## Problem requirements
Every line of the records that holds the word "Display" should be copied.

## Available data

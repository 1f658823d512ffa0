//! Data models for the fraud report console.
//!
//! This module contains the wire structures exchanged with the reports API
//! and the dashboard statistics produced by the aggregator.

use serde::{Deserialize, Deserializer, Serialize};
use std::fmt;
use std::str::FromStr;

/// Report status, as stored in `status_id`.
#[derive(Debug, Clone, Copy, PartialEq, Eq, Hash)]
pub enum Status {
    /// Waiting for an administrator
    Pending,
    /// Confirmed as fraud
    Accepted,
    /// Dismissed
    Rejected,
}

impl Status {
    pub const fn id(self) -> i64 {
        match self {
            Status::Pending => 1,
            Status::Accepted => 2,
            Status::Rejected => 3,
        }
    }

    pub fn from_id(id: i64) -> Option<Self> {
        match id {
            1 => Some(Status::Pending),
            2 => Some(Status::Accepted),
            3 => Some(Status::Rejected),
            _ => None,
        }
    }

    /// Whether an administrator has already resolved the report.
    pub fn is_resolved(self) -> bool {
        matches!(self, Status::Accepted | Status::Rejected)
    }
}

impl fmt::Display for Status {
    fn fmt(&self, f: &mut fmt::Formatter<'_>) -> fmt::Result {
        f.write_str(&status_label(self.id()))
    }
}

const CATEGORY_NAMES: [&str; 10] = [
    "Sitio Web Bancario Falso",
    "Aplicación Bancaria Falsa",
    "Phishing por Email",
    "Estafa Telefónica",
    "SMS Fraudulento",
    "Fraude en Redes Sociales",
    "Sitio de Compras Falso",
    "Estafa de Inversión",
    "Fraude Presencial",
    "Clonación de Tarjetas",
];

const STATUS_NAMES: [&str; 3] = ["Pendiente", "Aceptado", "Rechazado"];

fn lookup(table: &[&'static str], id: i64) -> Option<&'static str> {
    usize::try_from(id)
        .ok()
        .and_then(|i| i.checked_sub(1))
        .and_then(|i| table.get(i).copied())
}

/// Display name for a category id, with a generic fallback for unknown ids.
pub fn category_label(id: i64) -> std::borrow::Cow<'static, str> {
    match lookup(&CATEGORY_NAMES, id) {
        Some(name) => name.into(),
        None => format!("Categoría {}", id).into(),
    }
}

/// Display name for a status id, with a generic fallback for unknown ids.
pub fn status_label(id: i64) -> std::borrow::Cow<'static, str> {
    match lookup(&STATUS_NAMES, id) {
        Some(name) => name.into(),
        None => format!("Estado {}", id).into(),
    }
}

/// A user-submitted fraud report as returned by the API.
///
/// Decoding is lenient: a `null` text or id field decodes to its default and
/// flags accept `0`/`1`, so one odd row never rejects a whole listing.
#[derive(Debug, Clone, PartialEq, Serialize, Deserialize)]
pub struct Report {
    pub id: i64,
    #[serde(default)]
    pub user_id: Option<i64>,
    #[serde(default, deserialize_with = "null_as_default")]
    pub category_id: i64,
    #[serde(default, deserialize_with = "null_as_default")]
    pub status_id: i64,
    #[serde(default, deserialize_with = "null_as_default")]
    pub title: String,
    #[serde(default, deserialize_with = "null_as_default")]
    pub description: String,
    #[serde(default)]
    pub incident_date: Option<String>,
    #[serde(default)]
    pub location: Option<String>,
    #[serde(default)]
    pub evidence_url: Option<String>,
    /// Administrator in charge. `None` and `Some(0)` both mean unassigned.
    #[serde(default)]
    pub assigned_admin_id: Option<i64>,
    #[serde(default, deserialize_with = "flag")]
    pub is_anonymous: bool,
    /// ISO-8601 creation timestamp. Kept raw so malformed values survive decoding.
    #[serde(default, deserialize_with = "null_as_default")]
    pub created_at: String,
    #[serde(default, deserialize_with = "null_as_default")]
    pub updated_at: String,
}

/// Decodes `null` as the type's default value.
fn null_as_default<'de, D, T>(deserializer: D) -> Result<T, D::Error>
where
    D: Deserializer<'de>,
    T: Default + Deserialize<'de>,
{
    Ok(Option::<T>::deserialize(deserializer)?.unwrap_or_default())
}

/// Boolean columns may arrive as `true`/`false` or as `0`/`1`.
#[derive(Deserialize)]
#[serde(untagged)]
enum Flag {
    Bool(bool),
    Int(i64),
}

fn flag<'de, D: Deserializer<'de>>(deserializer: D) -> Result<bool, D::Error> {
    Ok(match Option::<Flag>::deserialize(deserializer)? {
        Some(Flag::Bool(value)) => value,
        Some(Flag::Int(value)) => value != 0,
        None => false,
    })
}

impl Report {
    pub fn status(&self) -> Option<Status> {
        Status::from_id(self.status_id)
    }

    /// Returns the assigned admin, treating `0` as unassigned.
    pub fn assigned_admin(&self) -> Option<i64> {
        self.assigned_admin_id.filter(|id| *id != 0)
    }
}

/// A comment attached to a report by an administrator.
#[derive(Debug, Clone, Serialize, Deserialize)]
pub struct ReportComment {
    pub id: i64,
    pub report_id: i64,
    pub admin_id: i64,
    #[serde(default, skip_serializing_if = "Option::is_none")]
    pub admin_name: Option<String>,
    pub comment: String,
    #[serde(default, deserialize_with = "flag")]
    pub is_internal: bool,
    #[serde(default)]
    pub created_at: String,
    #[serde(default)]
    pub updated_at: String,
}

/// Body for `POST /reports/{id}/comments`.
#[derive(Debug, Clone, PartialEq, Serialize, Deserialize)]
pub struct CreateCommentRequest {
    pub comment: String,
    #[serde(default)]
    pub is_internal: bool,
}

/// Body for `PUT /reports/admin/{id}`. Only fields that are set are sent.
#[derive(Debug, Clone, Default, PartialEq, Serialize, Deserialize)]
pub struct UpdateReportRequest {
    #[serde(skip_serializing_if = "Option::is_none")]
    pub title: Option<String>,
    #[serde(skip_serializing_if = "Option::is_none")]
    pub description: Option<String>,
    #[serde(skip_serializing_if = "Option::is_none")]
    pub category_id: Option<i64>,
    #[serde(skip_serializing_if = "Option::is_none")]
    pub status_id: Option<i64>,
    #[serde(skip_serializing_if = "Option::is_none")]
    pub incident_date: Option<String>,
    #[serde(skip_serializing_if = "Option::is_none")]
    pub location: Option<String>,
    #[serde(skip_serializing_if = "Option::is_none")]
    pub evidence_url: Option<String>,
    #[serde(skip_serializing_if = "Option::is_none")]
    pub assigned_admin_id: Option<i64>,
}

impl UpdateReportRequest {
    pub fn is_empty(&self) -> bool {
        *self == Self::default()
    }
}

/// One page of a client-side paginated listing.
#[derive(Debug, Clone, Serialize)]
#[serde(rename_all = "camelCase")]
pub struct Page<T> {
    pub data: Vec<T>,
    pub total: usize,
    pub page: usize,
    pub limit: usize,
    pub total_pages: usize,
}

/// Urgency chosen by the user when asking for help.
#[derive(Debug, Clone, Copy, PartialEq, Eq)]
pub enum HelpPriority {
    Urgent,
    Normal,
    Low,
}

impl HelpPriority {
    pub fn parse(raw: &str) -> Option<Self> {
        match raw {
            "urgent" => Some(Self::Urgent),
            "normal" => Some(Self::Normal),
            "low" => Some(Self::Low),
            _ => None,
        }
    }

    /// Queue position weight; higher is served first.
    pub fn rank(self) -> u8 {
        match self {
            Self::Urgent => 3,
            Self::Normal => 2,
            Self::Low => 1,
        }
    }

    pub fn label(self) -> &'static str {
        match self {
            Self::Urgent => "Urgente",
            Self::Normal => "Normal",
            Self::Low => "Baja",
        }
    }
}

/// Lifecycle of a help request.
#[derive(Debug, Clone, Copy, PartialEq, Eq, Serialize, Deserialize)]
#[serde(rename_all = "snake_case")]
pub enum HelpStatus {
    Pending,
    InProgress,
    Resolved,
    Closed,
}

impl HelpStatus {
    pub const ALL: [HelpStatus; 4] = [
        HelpStatus::Pending,
        HelpStatus::InProgress,
        HelpStatus::Resolved,
        HelpStatus::Closed,
    ];

    pub fn as_str(self) -> &'static str {
        match self {
            Self::Pending => "pending",
            Self::InProgress => "in_progress",
            Self::Resolved => "resolved",
            Self::Closed => "closed",
        }
    }

    pub fn label(self) -> &'static str {
        match self {
            Self::Pending => "Pendiente",
            Self::InProgress => "En Progreso",
            Self::Resolved => "Resuelto",
            Self::Closed => "Cerrado",
        }
    }
}

impl FromStr for HelpStatus {
    type Err = String;

    fn from_str(raw: &str) -> Result<Self, Self::Err> {
        let normalized = raw.trim().to_lowercase().replace('-', "_");
        Self::ALL
            .into_iter()
            .find(|status| status.as_str() == normalized)
            .ok_or_else(|| {
                format!(
                    "unknown help request status '{}' (expected pending, in_progress, resolved or closed)",
                    raw
                )
            })
    }
}

impl fmt::Display for HelpStatus {
    fn fmt(&self, f: &mut fmt::Formatter<'_>) -> fmt::Result {
        f.write_str(self.as_str())
    }
}

/// A request for assistance sent by a user to the administrators.
///
/// `priority` and `status` are kept raw; use the typed accessors.
#[derive(Debug, Clone, PartialEq, Serialize, Deserialize)]
pub struct HelpRequest {
    pub id: i64,
    #[serde(default)]
    pub user_id: Option<i64>,
    #[serde(default, skip_serializing_if = "Option::is_none")]
    pub user_name: Option<String>,
    #[serde(default, deserialize_with = "null_as_default")]
    pub title: String,
    #[serde(default, deserialize_with = "null_as_default")]
    pub description: String,
    #[serde(default, deserialize_with = "null_as_default")]
    pub priority: String,
    #[serde(default, deserialize_with = "null_as_default")]
    pub status: String,
    #[serde(default, skip_serializing_if = "Option::is_none")]
    pub admin_response: Option<String>,
    #[serde(default)]
    pub assigned_admin_id: Option<i64>,
    #[serde(default, skip_serializing_if = "Option::is_none")]
    pub assigned_admin_name: Option<String>,
    #[serde(default, skip_serializing_if = "Option::is_none")]
    pub responded_at: Option<String>,
    #[serde(default, deserialize_with = "null_as_default")]
    pub created_at: String,
    #[serde(default, deserialize_with = "null_as_default")]
    pub updated_at: String,
}

impl HelpRequest {
    pub fn priority(&self) -> Option<HelpPriority> {
        HelpPriority::parse(&self.priority)
    }

    pub fn status(&self) -> Option<HelpStatus> {
        self.status.parse().ok()
    }

    /// Display name for the status; unknown values are shown as-is.
    pub fn status_label(&self) -> &str {
        match self.status() {
            Some(status) => status.label(),
            None => &self.status,
        }
    }

    /// Returns the assigned admin, treating `0` as unassigned.
    pub fn assigned_admin(&self) -> Option<i64> {
        self.assigned_admin_id.filter(|id| *id != 0)
    }

    /// Only unclaimed pending requests can be taken.
    pub fn can_assign(&self) -> bool {
        self.status() == Some(HelpStatus::Pending) && self.assigned_admin().is_none()
    }

    pub fn can_respond(&self) -> bool {
        matches!(
            self.status(),
            Some(HelpStatus::Pending) | Some(HelpStatus::InProgress)
        )
    }
}

/// Body for `PATCH /help-requests/{id}/respond`.
#[derive(Debug, Clone, PartialEq, Serialize, Deserialize)]
pub struct RespondHelpRequest {
    pub admin_response: String,
    pub status: HelpStatus,
}

// Dashboard statistics. Field names are consumed by chart components and
// must stay exactly as serialized here.

#[derive(Debug, Clone, PartialEq, Serialize, Deserialize)]
pub struct TypeCount {
    pub category: String,
    pub count: usize,
}

#[derive(Debug, Clone, PartialEq, Serialize, Deserialize)]
pub struct StatusCount {
    pub status: String,
    pub count: usize,
}

#[derive(Debug, Clone, PartialEq, Serialize, Deserialize)]
pub struct WeekCount {
    pub week: String,
    pub count: usize,
}

#[derive(Debug, Clone, PartialEq, Serialize, Deserialize)]
pub struct MonthCount {
    pub month: String,
    pub count: usize,
}

#[derive(Debug, Clone, PartialEq, Serialize, Deserialize)]
#[serde(rename_all = "camelCase")]
pub struct ResponseTime {
    pub status: String,
    pub avg_days: i64,
    pub count: usize,
}

#[derive(Debug, Clone, PartialEq, Serialize, Deserialize)]
#[serde(rename_all = "camelCase")]
pub struct AdminWorkload {
    pub admin_name: String,
    pub count: usize,
    pub resolved: usize,
    pub pending: usize,
}

#[derive(Debug, Clone, PartialEq, Serialize, Deserialize)]
#[serde(rename_all = "camelCase")]
pub struct AcceptancePoint {
    pub period: String,
    pub accepted: usize,
    pub rejected: usize,
    pub acceptance_rate: i64,
    pub rejection_rate: i64,
}

/// All dashboard views computed from one report list.
#[derive(Debug, Clone, Default, PartialEq, Serialize, Deserialize)]
#[serde(rename_all = "camelCase")]
pub struct DashboardStats {
    pub reports_by_type: Vec<TypeCount>,
    pub reports_by_status: Vec<StatusCount>,
    pub reports_by_week: Vec<WeekCount>,
    pub reports_by_month: Vec<MonthCount>,
    pub response_time: Vec<ResponseTime>,
    pub reports_by_admin: Vec<AdminWorkload>,
    pub acceptance_trend: Vec<AcceptancePoint>,
    pub total_reports: usize,
}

## Completed exercise
impl fmt::Display for Status {
/// Display name for a category id, with a generic fallback for unknown ids.
/// Display name for a status id, with a generic fallback for unknown ids.
impl fmt::Display for HelpStatus {
    /// Display name for the status; unknown values are shown as-is.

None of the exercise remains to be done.